After three months of being away, the dogs — Tia and Butch — still recognize me. The campo is green from rain. A carpet of cempasuchitl — Mexican marigold flowers — have taken over in preparation for Dia de los Muertos.
Yesterday, my first late afternoon here, I took a walk on a familiar path. Ruts and loose stones were clues that there was a reason for green. The sun was still strong, though it was closer to sunset. It felt good to settle back into life here in this way — into the essence of the landscape.
My friends, on whose land I live, invited me for a homecoming dinner of barbecue chicken and mezcal. I contributed the steamed brown rice. The dogs hovered near the doorway to their house. We caught up. My dormant Spanish resuscitated.
Today, the Teotitlan del Valle market calls. My cupboards are bare. On the advice of my new UNC Chapel Hill gastroenterologist and after more than a year of symptoms, I’ve started the low FODMAP diet (my diagnosis is small intestine bacterial overgrowth). It requires a different kind of shopping, easy to achieve here with organic foods and native corn.

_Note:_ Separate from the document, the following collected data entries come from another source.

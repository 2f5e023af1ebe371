use std::sync::Arc;

use anyhow::Context;
use anyhow::Result;

use crate::app::Application;
use crate::app::ApplicationServices;
use crate::config::DaemonArgs;
use crate::domain::allocation::AllocationStore;
use crate::domain::capability::CapabilityDescriptor;
use crate::domain::gpu::GpuAllocator;
use crate::domain::infiniband::InfinibandAllocator;
use crate::domain::pci::PciPassthroughRegistry;
use crate::domain::pci::PciSyncError;
use crate::domain::reporter::CapabilityContributor;
use crate::domain::reporter::CapabilityReporter;
use crate::domain::reporter::ResourceLedger;
use crate::domain::ComputeHost;
use crate::platform::CgroupIsolation;
use crate::platform::DirectoryInstanceLister;
use crate::platform::FilePciDeviceStore;
use crate::platform::LinuxHostResources;
use crate::platform::VirtDriver;

/// Application builder
pub struct ApplicationBuilder {
    daemon_args: DaemonArgs,
}

impl ApplicationBuilder {
    pub fn new(daemon_args: DaemonArgs) -> Self {
        Self { daemon_args }
    }

    /// Build complete application
    ///
    /// Parses the host capabilities, reconciles every allocator against the live
    /// instances and registers the configured PCI devices. An invalid capability
    /// or PCI device list fails the build.
    pub async fn build(self) -> Result<Application> {
        tracing::info!("Building application components...");
        let args = &self.daemon_args;

        let descriptor = CapabilityDescriptor::parse(&args.capabilities)
            .context("invalid host capabilities")?;

        let live_instance_ids = DirectoryInstanceLister::new(&args.instances_path)
            .list_live_instance_ids()
            .map_err(|e| anyhow::anyhow!("Failed to list live instances: {e:?}"))?;
        tracing::info!(
            live_instances = live_instance_ids.len(),
            "listed live instances"
        );

        let infiniband = Arc::new(
            InfinibandAllocator::init(
                &descriptor,
                AllocationStore::new(args.ib_usage_path()),
                &live_instance_ids,
            )
            .context("invalid Infiniband capabilities")?,
        );

        let isolation = Arc::new(CgroupIsolation::new(
            &args.dev_cgroups_path,
            &args.instances_path,
            &args.guest_environment_file,
        ));
        let gpus = Arc::new(
            GpuAllocator::init(
                &descriptor,
                args.gpu_device_nodes(),
                AllocationStore::new(args.gpu_usage_path()),
                isolation,
                &live_instance_ids,
            )
            .context("invalid GPU capabilities")?,
        );

        let pci = Arc::new(PciPassthroughRegistry::new(
            args.host.clone(),
            args.pci_passthrough_devices.clone(),
            Arc::new(FilePciDeviceStore::open(args.pci_usage_path())),
        ));
        let released = pci.release_dead_owners(&live_instance_ids);
        if released > 0 {
            tracing::info!(released, "released PCI devices of dead instances");
        }
        match pci.sync(args.compute_node_id(), false) {
            Ok(report) => tracing::info!(
                created = report.created,
                destroyed = report.destroyed,
                deferred = report.deferred,
                "registered PCI passthrough devices"
            ),
            Err(e) if matches!(e.current_context(), PciSyncError::Config) => {
                return Err(anyhow::anyhow!("Invalid PCI passthrough devices: {e:?}"));
            }
            Err(e) => tracing::error!("PCI device registration failed, will retry: {e:?}"),
        }

        let ledger = Arc::new(ResourceLedger::open(args.ledger_path(), &live_instance_ids));
        let reporter = Arc::new(CapabilityReporter::new(
            args.host.clone(),
            args.compute_node_id().to_string(),
            descriptor,
            vec![
                infiniband.clone() as Arc<dyn CapabilityContributor>,
                gpus.clone() as Arc<dyn CapabilityContributor>,
                pci.clone() as Arc<dyn CapabilityContributor>,
            ],
            gpus.clone(),
            pci.clone(),
            ledger.clone(),
            Arc::new(LinuxHostResources::default()),
            args.instances_path.clone(),
        ));

        let host = Arc::new(ComputeHost::new(infiniband, gpus, pci.clone(), ledger));

        Ok(Application::new(
            ApplicationServices {
                host,
                reporter,
                pci,
            },
            self.daemon_args,
        ))
    }
}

At this moment, at about the same time as yesterday’s walk, it drizzles. The Temps drop ten degrees. Lemongrass leaves rustle in their clay pots. Sweet Lady Rain. The only sounds I hear are the tap-tap of rain on the baked tile roof, the hum of the refrigerator, the distant crow of a rooster.
It’s easy to sleep here. It’s easy to be here.
Tomorrow Shuko arrives and we will descend onto the villages in search of pottery and textiles, into markets and shops, to visit artisans and makers of culture and craft.
For now, I listen to what is soothing and feel the freshness through the open window.